Глава 1. Старая женщина на бастионе
Фургон, больше похожий на разваливающийся ящик на кривых колёсах, подпрыгивал на выбоинах Корниловской балки. Он был доверху набит тюками с прелой ватой, бутылями с уксусом, деревянными ящиками, из которых доносился сладковатый, тошнотворный запах йодоформа. Двое усатых солдат в замызганных шинелях молча, с каменными лицами, правили лошадью, шарахавшейся от каждого близкого разрыва. Воздух гудел. Не так, как под Сталинградом – там гул был низким, рвущим землю, железным. Здесь гул был выше, звонче, пронзительнее – словно невидимый гигант без устали бил молотом по наковальне небесной. Это были ядра.
Валерия Ильинична сидела на твердой скамье в глубине фургона, прислонившись лбом к прохладной деревянной стенке. Она не закрывала глаза. Она слушала. Свист ядра, переходящий в нарастающий вой, оглушительный удар где-то позади, взметающий столб земли и щебня, и потом – крики. Не крики ужаса, а крики-команды, проклятия, приказы. Знакомый хаос. Он был таким же в 1709-м под Полтавой, в 1942-м под Воронежом. Менялись мундиры, калибры снарядов, язык, на котором матерились солдаты, – но музыка войны оставалась чудовищно неизменной.

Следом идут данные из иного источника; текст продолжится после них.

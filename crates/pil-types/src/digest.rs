use std::fmt;
use std::str::FromStr;

use serde::{Deserialize, Deserializer, Serialize, Serializer};

use crate::error::TypeError;

/// A 32-byte cryptographic digest.
///
/// Snapshot hashes and document hashes are both `Digest`s. On the wire and in
/// storage a digest is always 64 lowercase hex characters, so two digests can
/// be compared byte-for-byte in their string form.
#[derive(Clone, Copy, PartialEq, Eq, Hash, PartialOrd, Ord)]
pub struct Digest([u8; 32]);

impl Digest {
    /// Hex length of a rendered digest.
    pub const HEX_LEN: usize = 64;

    /// Wrap a pre-computed hash.
    pub const fn from_bytes(bytes: [u8; 32]) -> Self {
        Self(bytes)
    }

    /// The raw 32-byte hash.
    pub fn as_bytes(&self) -> &[u8; 32] {
        &self.0
    }

    /// Lowercase hex representation.
    pub fn to_hex(&self) -> String {
        hex::encode(self.0)
    }

    /// Short hex representation (first 8 characters).
    pub fn short_hex(&self) -> String {
        hex::encode(&self.0[..4])
    }

    /// Parse from a hex string. Uppercase input is rejected so that the
    /// persisted form stays canonical.
    pub fn from_hex(s: &str) -> Result<Self, TypeError> {
        if s.len() != Self::HEX_LEN {
            return Err(TypeError::InvalidLength {
                expected: Self::HEX_LEN,
                actual: s.len(),
            });
        }
        if s.bytes().any(|b| b.is_ascii_uppercase()) {
            return Err(TypeError::InvalidHex("digest must be lowercase".into()));
        }
        let bytes = hex::decode(s).map_err(|e| TypeError::InvalidHex(e.to_string()))?;
        let mut arr = [0u8; 32];
        arr.copy_from_slice(&bytes);
        Ok(Self(arr))
    }
}

impl fmt::Debug for Digest {
    fn fmt(&self, f: &mut fmt::Formatter<'_>) -> fmt::Result {
        write!(f, "Digest({})", self.short_hex())
    }
}

impl fmt::Display for Digest {
    fn fmt(&self, f: &mut fmt::Formatter<'_>) -> fmt::Result {
        f.write_str(&self.to_hex())
    }
}

impl FromStr for Digest {
    type Err = TypeError;

    fn from_str(s: &str) -> Result<Self, Self::Err> {
        Self::from_hex(s)
    }
}

impl From<[u8; 32]> for Digest {
    fn from(bytes: [u8; 32]) -> Self {
        Self(bytes)
    }
}

impl Serialize for Digest {
    fn serialize<S: Serializer>(&self, serializer: S) -> Result<S::Ok, S::Error> {
        serializer.serialize_str(&self.to_hex())
    }
}

impl<'de> Deserialize<'de> for Digest {
    fn deserialize<D: Deserializer<'de>>(deserializer: D) -> Result<Self, D::Error> {
        let s = String::deserialize(deserializer)?;
        Self::from_hex(&s).map_err(serde::de::Error::custom)
    }
}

Фургон резко остановился, лошадь заржала, испуганно брыкаясь. Один из солдат, обернувшись, рявкнул сквозь грохот:
– Четвёртый бастион! Вылезай, сестрица, сейчас тут адова кухня начнётся!

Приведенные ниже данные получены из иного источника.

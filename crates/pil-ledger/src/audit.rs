use std::collections::{HashMap, HashSet};

use serde::{Deserialize, Serialize};
use tracing::{debug, error};

use pil_crypto::SnapshotHasher;
use pil_types::{
    BillingPeriod, LedgerEntryId, LedgerStatus, LineageKey, PartnerId, PayoutLedgerEntry,
};
use rust_decimal::Decimal;

use crate::context::LedgerContext;
use crate::error::{LedgerError, LedgerResult};

/// Outcome of re-verifying persisted ledger data.
#[derive(Clone, Debug, PartialEq, Eq, Serialize, Deserialize)]
#[serde(rename_all = "camelCase")]
pub struct AuditReport {
    pub lineage: LineageKey,
    pub entry_count: usize,
    pub violations: Vec<Violation>,
}

impl AuditReport {
    pub fn is_valid(&self) -> bool {
        self.violations.is_empty()
    }
}

#[derive(Clone, Debug, PartialEq, Eq, Serialize, Deserialize)]
#[serde(rename_all = "camelCase")]
pub struct Violation {
    pub entry_id: LedgerEntryId,
    pub kind: ViolationKind,
    pub description: String,
}

#[derive(Clone, Copy, Debug, PartialEq, Eq, Hash, Serialize, Deserialize)]
#[serde(rename_all = "SCREAMING_SNAKE_CASE")]
pub enum ViolationKind {
    SnapshotMismatch,
    DuplicateLivePayout,
    DuplicateVersion,
    NonMonotonicVersion,
    DanglingReference,
    ReferenceNotPaid,
    MalformedAdjustment,
}

/// Read-time verifier for stored payouts and their lineages.
///
/// Collects every violation instead of stopping at the first one.
pub struct LedgerAuditor {
    ctx: LedgerContext,
}

impl LedgerAuditor {
    pub fn new(ctx: LedgerContext) -> Self {
        Self { ctx }
    }

    /// Audit one entry in isolation: a payout's snapshot hash, or an
    /// adjustment's shape and reference.
    pub async fn audit_entry(&self, id: &LedgerEntryId) -> LedgerResult<AuditReport> {
        let entry = self
            .ctx
            .store
            .entry(id)
            .await?
            .ok_or_else(|| LedgerError::NotFound(format!("entry {id}")))?;

        let mut related = vec![entry.clone()];
        if let Some(reference) = entry.reference_ledger_id {
            if let Some(payout) = self.ctx.store.entry(&reference).await? {
                related.push(payout);
            }
        }

        let mut violations = Vec::new();
        check_entry(&self.ctx.hasher, &entry, &index(&related), &mut violations);
        Ok(self.report(entry.lineage_key(), 1, violations))
    }

    /// Audit every payout and adjustment recorded for a partner's period.
    pub async fn audit_lineage(
        &self,
        partner_id: &PartnerId,
        period: &BillingPeriod,
    ) -> LedgerResult<AuditReport> {
        let key = LineageKey::new(partner_id.clone(), *period);
        let entries = self.ctx.store.entries_for(&key).await?;
        let violations = inspect(&self.ctx.hasher, &entries);
        Ok(self.report(key, entries.len(), violations))
    }

    fn report(&self, lineage: LineageKey, entry_count: usize, violations: Vec<Violation>) -> AuditReport {
        if violations.is_empty() {
            debug!(%lineage, entry_count, "ledger audit clean");
        } else {
            for violation in &violations {
                error!(
                    target: "pil::security",
                    %lineage,
                    entry = %violation.entry_id,
                    kind = ?violation.kind,
                    "{}",
                    violation.description
                );
            }
        }
        AuditReport {
            lineage,
            entry_count,
            violations,
        }
    }
}

/// Check a lineage's entries, given in creation order.
pub fn inspect(hasher: &SnapshotHasher, entries: &[PayoutLedgerEntry]) -> Vec<Violation> {
    let by_id = index(entries);
    let mut violations = Vec::new();

    for entry in entries {
        check_entry(hasher, entry, &by_id, &mut violations);
    }

    let mut live = entries.iter().filter(|e| e.is_live_payout());
    if let Some(first) = live.next() {
        for extra in live {
            violations.push(Violation {
                entry_id: extra.id,
                kind: ViolationKind::DuplicateLivePayout,
                description: format!("payout {} is already live for the period", first.id),
            });
        }
    }

    let mut seen: HashSet<(LedgerEntryId, u32)> = HashSet::new();
    let mut latest: HashMap<LedgerEntryId, u32> = HashMap::new();
    for entry in entries {
        let root = entry.lineage_root();
        if !seen.insert((root, entry.version)) {
            violations.push(Violation {
                entry_id: entry.id,
                kind: ViolationKind::DuplicateVersion,
                description: format!("version {} repeats in lineage {root}", entry.version),
            });
            continue;
        }
        if let Some(previous) = latest.get(&root) {
            if entry.version <= *previous {
                violations.push(Violation {
                    entry_id: entry.id,
                    kind: ViolationKind::NonMonotonicVersion,
                    description: format!(
                        "version {} follows version {previous} in lineage {root}",
                        entry.version
                    ),
                });
            }
        }
        let slot = latest.entry(root).or_insert(entry.version);
        *slot = (*slot).max(entry.version);
    }

    violations
}

fn index(entries: &[PayoutLedgerEntry]) -> HashMap<LedgerEntryId, &PayoutLedgerEntry> {
    entries.iter().map(|e| (e.id, e)).collect()
}

fn check_entry(
    hasher: &SnapshotHasher,
    entry: &PayoutLedgerEntry,
    by_id: &HashMap<LedgerEntryId, &PayoutLedgerEntry>,
    violations: &mut Vec<Violation>,
) {
    if entry.is_payout() {
        let intact = entry
            .snapshot_hash
            .as_ref()
            .is_some_and(|stored| hasher.verify(&entry.conversion_ids, stored));
        if !intact {
            violations.push(Violation {
                entry_id: entry.id,
                kind: ViolationKind::SnapshotMismatch,
                description: "stored snapshot hash does not cover the stored conversions".into(),
            });
        }
        return;
    }

    let reason_missing = entry
        .adjustment_reason
        .as_deref()
        .map_or(true, |r| r.trim().is_empty());
    if entry.totals.total_conversions != 0
        || entry.totals.total_revenue != Decimal::ZERO
        || !entry.conversion_ids.is_empty()
        || reason_missing
    {
        violations.push(Violation {
            entry_id: entry.id,
            kind: ViolationKind::MalformedAdjustment,
            description: "adjustments carry only a commission delta and a reason".into(),
        });
    }

    match entry.reference_ledger_id.and_then(|id| by_id.get(&id)) {
        Some(payout) if !payout.is_payout() => violations.push(Violation {
            entry_id: entry.id,
            kind: ViolationKind::DanglingReference,
            description: format!("referenced entry {} is not a payout", payout.id),
        }),
        Some(payout) if payout.status != LedgerStatus::Paid => violations.push(Violation {
            entry_id: entry.id,
            kind: ViolationKind::ReferenceNotPaid,
            description: format!("referenced payout {} is {}", payout.id, payout.status),
        }),
        Some(_) => {}
        None => violations.push(Violation {
            entry_id: entry.id,
            kind: ViolationKind::DanglingReference,
            description: "referenced payout does not exist in this lineage".into(),
        }),
    }
}

#[cfg(test)]
mod tests {
    use rust_decimal_macros::dec;

    use pil_types::{ActorId, ConversionId, LedgerType, PayoutTotals};

    use super::*;
    use crate::testing::{march, now, partner, Harness};
    use crate::traits::IsolationLevel;

    fn payout(hasher: &SnapshotHasher, status: LedgerStatus) -> PayoutLedgerEntry {
        let conversion_ids = vec![ConversionId::new("c1").unwrap()];
        PayoutLedgerEntry {
            id: LedgerEntryId::new(),
            partner_id: partner(),
            period: march(),
            ledger_type: LedgerType::Payout,
            status,
            snapshot_hash: Some(hasher.hash(&conversion_ids)),
            conversion_ids,
            totals: PayoutTotals::default(),
            version: 1,
            reference_ledger_id: None,
            adjustment_reason: None,
            approved_by: ActorId::new("admin").unwrap(),
            approved_at: now(),
        }
    }

    fn adjustment(of: &PayoutLedgerEntry, version: u32) -> PayoutLedgerEntry {
        PayoutLedgerEntry {
            id: LedgerEntryId::new(),
            ledger_type: LedgerType::Adjustment,
            status: LedgerStatus::Approved,
            snapshot_hash: None,
            conversion_ids: Vec::new(),
            totals: PayoutTotals::correction(dec!(-1.25)),
            version,
            reference_ledger_id: Some(of.id),
            adjustment_reason: Some("refund".into()),
            ..of.clone()
        }
    }

    fn kinds(violations: &[Violation]) -> Vec<ViolationKind> {
        violations.iter().map(|v| v.kind).collect()
    }

    #[test]
    fn healthy_lineage_is_clean() {
        let hasher = SnapshotHasher::default();
        let paid = payout(&hasher, LedgerStatus::Paid);
        let entries = vec![paid.clone(), adjustment(&paid, 2), adjustment(&paid, 3)];
        assert!(inspect(&hasher, &entries).is_empty());
    }

    #[test]
    fn tampered_conversions_break_the_snapshot() {
        let hasher = SnapshotHasher::default();
        let mut tampered = payout(&hasher, LedgerStatus::Approved);
        tampered.conversion_ids.push(ConversionId::new("c9").unwrap());
        assert_eq!(
            kinds(&inspect(&hasher, &[tampered])),
            vec![ViolationKind::SnapshotMismatch]
        );
    }

    #[test]
    fn two_live_payouts_are_reported() {
        let hasher = SnapshotHasher::default();
        let first = payout(&hasher, LedgerStatus::Approved);
        let second = payout(&hasher, LedgerStatus::Draft);
        let voided = payout(&hasher, LedgerStatus::Void);
        let violations = inspect(&hasher, &[voided, first, second.clone()]);
        assert_eq!(kinds(&violations), vec![ViolationKind::DuplicateLivePayout]);
        assert_eq!(violations[0].entry_id, second.id);
    }

    #[test]
    fn version_problems_are_reported() {
        let hasher = SnapshotHasher::default();
        let paid = payout(&hasher, LedgerStatus::Paid);
        let entries = vec![
            paid.clone(),
            adjustment(&paid, 3),
            adjustment(&paid, 3),
            adjustment(&paid, 2),
        ];
        assert_eq!(
            kinds(&inspect(&hasher, &entries)),
            vec![ViolationKind::DuplicateVersion, ViolationKind::NonMonotonicVersion]
        );
    }

    #[test]
    fn bad_references_are_reported() {
        let hasher = SnapshotHasher::default();
        let approved = payout(&hasher, LedgerStatus::Approved);
        let orphan = adjustment(&payout(&hasher, LedgerStatus::Paid), 2);
        let premature = adjustment(&approved, 2);
        let violations = inspect(&hasher, &[approved, premature, orphan]);
        assert_eq!(
            kinds(&violations),
            vec![ViolationKind::ReferenceNotPaid, ViolationKind::DanglingReference]
        );
    }

    #[test]
    fn malformed_adjustment_is_reported() {
        let hasher = SnapshotHasher::default();
        let paid = payout(&hasher, LedgerStatus::Paid);
        let mut bad = adjustment(&paid, 2);
        bad.totals.total_revenue = dec!(10);
        bad.adjustment_reason = None;
        assert_eq!(
            kinds(&inspect(&hasher, &[paid, bad])),
            vec![ViolationKind::MalformedAdjustment]
        );
    }

    #[tokio::test]
    async fn audits_persisted_entries() {
        let harness = Harness::new().await;
        let paid = payout(&harness.ctx.hasher, LedgerStatus::Paid);
        let adj = adjustment(&paid, 2);
        let mut tx = harness
            .ctx
            .store
            .begin(IsolationLevel::Serializable)
            .await
            .unwrap();
        tx.insert_entry(paid.clone()).await.unwrap();
        tx.insert_entry(adj.clone()).await.unwrap();
        tx.commit().await.unwrap();

        let auditor = LedgerAuditor::new(harness.ctx.clone());
        let lineage = auditor.audit_lineage(&partner(), &march()).await.unwrap();
        assert!(lineage.is_valid());
        assert_eq!(lineage.entry_count, 2);

        let single = auditor.audit_entry(&adj.id).await.unwrap();
        assert!(single.is_valid());
        assert_eq!(single.lineage, paid.lineage_key());
    }

    #[tokio::test]
    async fn audit_of_unknown_entry_is_not_found() {
        let harness = Harness::new().await;
        let err = LedgerAuditor::new(harness.ctx.clone())
            .audit_entry(&LedgerEntryId::new())
            .await
            .unwrap_err();
        assert_eq!(err.code(), pil_types::ErrorCode::NotFound);
    }
}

Дверца распахнулась, впустив внутрь волну холодного осеннего воздуха, густо замешанного на запахах пороха, гари, конского навоза и чего-то сладковато-приторного – начинающего разложения. Солдаты, стоявшие у фургона в ожидании медикаментов, замерли, увидев её.

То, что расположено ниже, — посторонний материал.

use axum::http::StatusCode;
use axum::response::{IntoResponse, Response};
use axum::Json;
use serde::{Deserialize, Serialize};
use thiserror::Error;
use tracing::error;

use pil_chain::ChainError;
use pil_ledger::LedgerError;
use pil_types::{ErrorCode, TypeError};

/// Startup and lifecycle failures of the server itself.
#[derive(Debug, Error)]
pub enum ServerError {
    #[error("configuration error: {0}")]
    Config(String),

    #[error("I/O error: {0}")]
    Io(#[from] std::io::Error),

    #[error("internal error: {0}")]
    Internal(String),
}

pub type ServerResult<T> = Result<T, ServerError>;

/// A request failure, rendered as `{"code": ..., "message": ...}`.
#[derive(Debug, Error)]
pub enum ApiError {
    #[error(transparent)]
    Ledger(#[from] LedgerError),

    #[error(transparent)]
    Chain(#[from] ChainError),

    #[error("invalid argument: {0}")]
    InvalidArgument(String),
}

pub type ApiResult<T> = Result<T, ApiError>;

impl ApiError {
    pub fn code(&self) -> ErrorCode {
        match self {
            Self::Ledger(e) => e.code(),
            Self::Chain(e) => e.code(),
            Self::InvalidArgument(_) => ErrorCode::InvalidArgument,
        }
    }
}

impl From<TypeError> for ApiError {
    fn from(error: TypeError) -> Self {
        Self::InvalidArgument(error.to_string())
    }
}

/// HTTP status for each stable code. `IntegrityViolation` and `Conflict`
/// share 409; callers tell them apart by `code`.
pub fn status_for(code: ErrorCode) -> StatusCode {
    match code {
        ErrorCode::InvalidArgument | ErrorCode::InvalidState => StatusCode::BAD_REQUEST,
        ErrorCode::NotFound => StatusCode::NOT_FOUND,
        ErrorCode::IntegrityViolation | ErrorCode::Conflict => StatusCode::CONFLICT,
        ErrorCode::Timeout | ErrorCode::Unavailable => StatusCode::SERVICE_UNAVAILABLE,
        ErrorCode::Internal => StatusCode::INTERNAL_SERVER_ERROR,
    }
}

#[derive(Debug, Clone, PartialEq, Eq, Serialize, Deserialize)]
pub struct ErrorBody {
    pub code: ErrorCode,
    pub message: String,
}

impl IntoResponse for ApiError {
    fn into_response(self) -> Response {
        let code = self.code();
        if code == ErrorCode::Internal {
            error!(error = %self, "request failed");
        }
        let body = ErrorBody {
            code,
            message: self.to_string(),
        };
        (status_for(code), Json(body)).into_response()
    }
}
use std::time::Duration;

use serde::{Deserialize, Serialize};

/// Configuration for ledger operations.
#[derive(Clone, Debug, PartialEq, Eq, Serialize, Deserialize)]
#[serde(default)]
pub struct LedgerConfig {
    /// Bound on each serializable unit (approve, adjust, transition),
    /// including the wait to open the transaction.
    pub transaction_timeout_ms: u64,
    /// Capacity of each per-entry status channel.
    pub event_channel_capacity: usize,
}

impl Default for LedgerConfig {
    fn default() -> Self {
        Self {
            transaction_timeout_ms: 10_000,
            event_channel_capacity: 256,
        }
    }
}

impl LedgerConfig {
    pub fn transaction_timeout(&self) -> Duration {
        Duration::from_millis(self.transaction_timeout_ms)
    }

    pub fn with_timeout(mut self, timeout: Duration) -> Self {
        self.transaction_timeout_ms = timeout.as_millis() as u64;
        self
    }
}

Из тёмного нутра повозки вышла не молодая, румяная сестра милосердия, какой они ждали, а пожилая, почти старуха в простом, тёмном, нищенском платье и таком же чёрном, наглухо повязанном платке. Лицо её было бледным, измождённым, испещрённым морщинами, но прямым и жёстким, будто высеченным из серого камня. В руках она держала небольшой, потрёпанный саквояж из потертой кожи.
– И где же сестра? – разочарованно пробурчал кто-то из солдат, молодой, безусый, с перевязанной головой.
Старуха медленно обвела их взглядом. Глаза её были не старыми. Они были цвета промозглого осеннего неба, и в них стояла такая усталость, которой, казалось, не может быть у живого человека. Но за этой усталостью пряталась сталь.
– Я и есть сестра, – её голос был низким, хрипловатым, но удивительно чётким, он резал грохот канонады, как нож масло. – Валерия Ильинична. Где у вас тут перевязочный пункт?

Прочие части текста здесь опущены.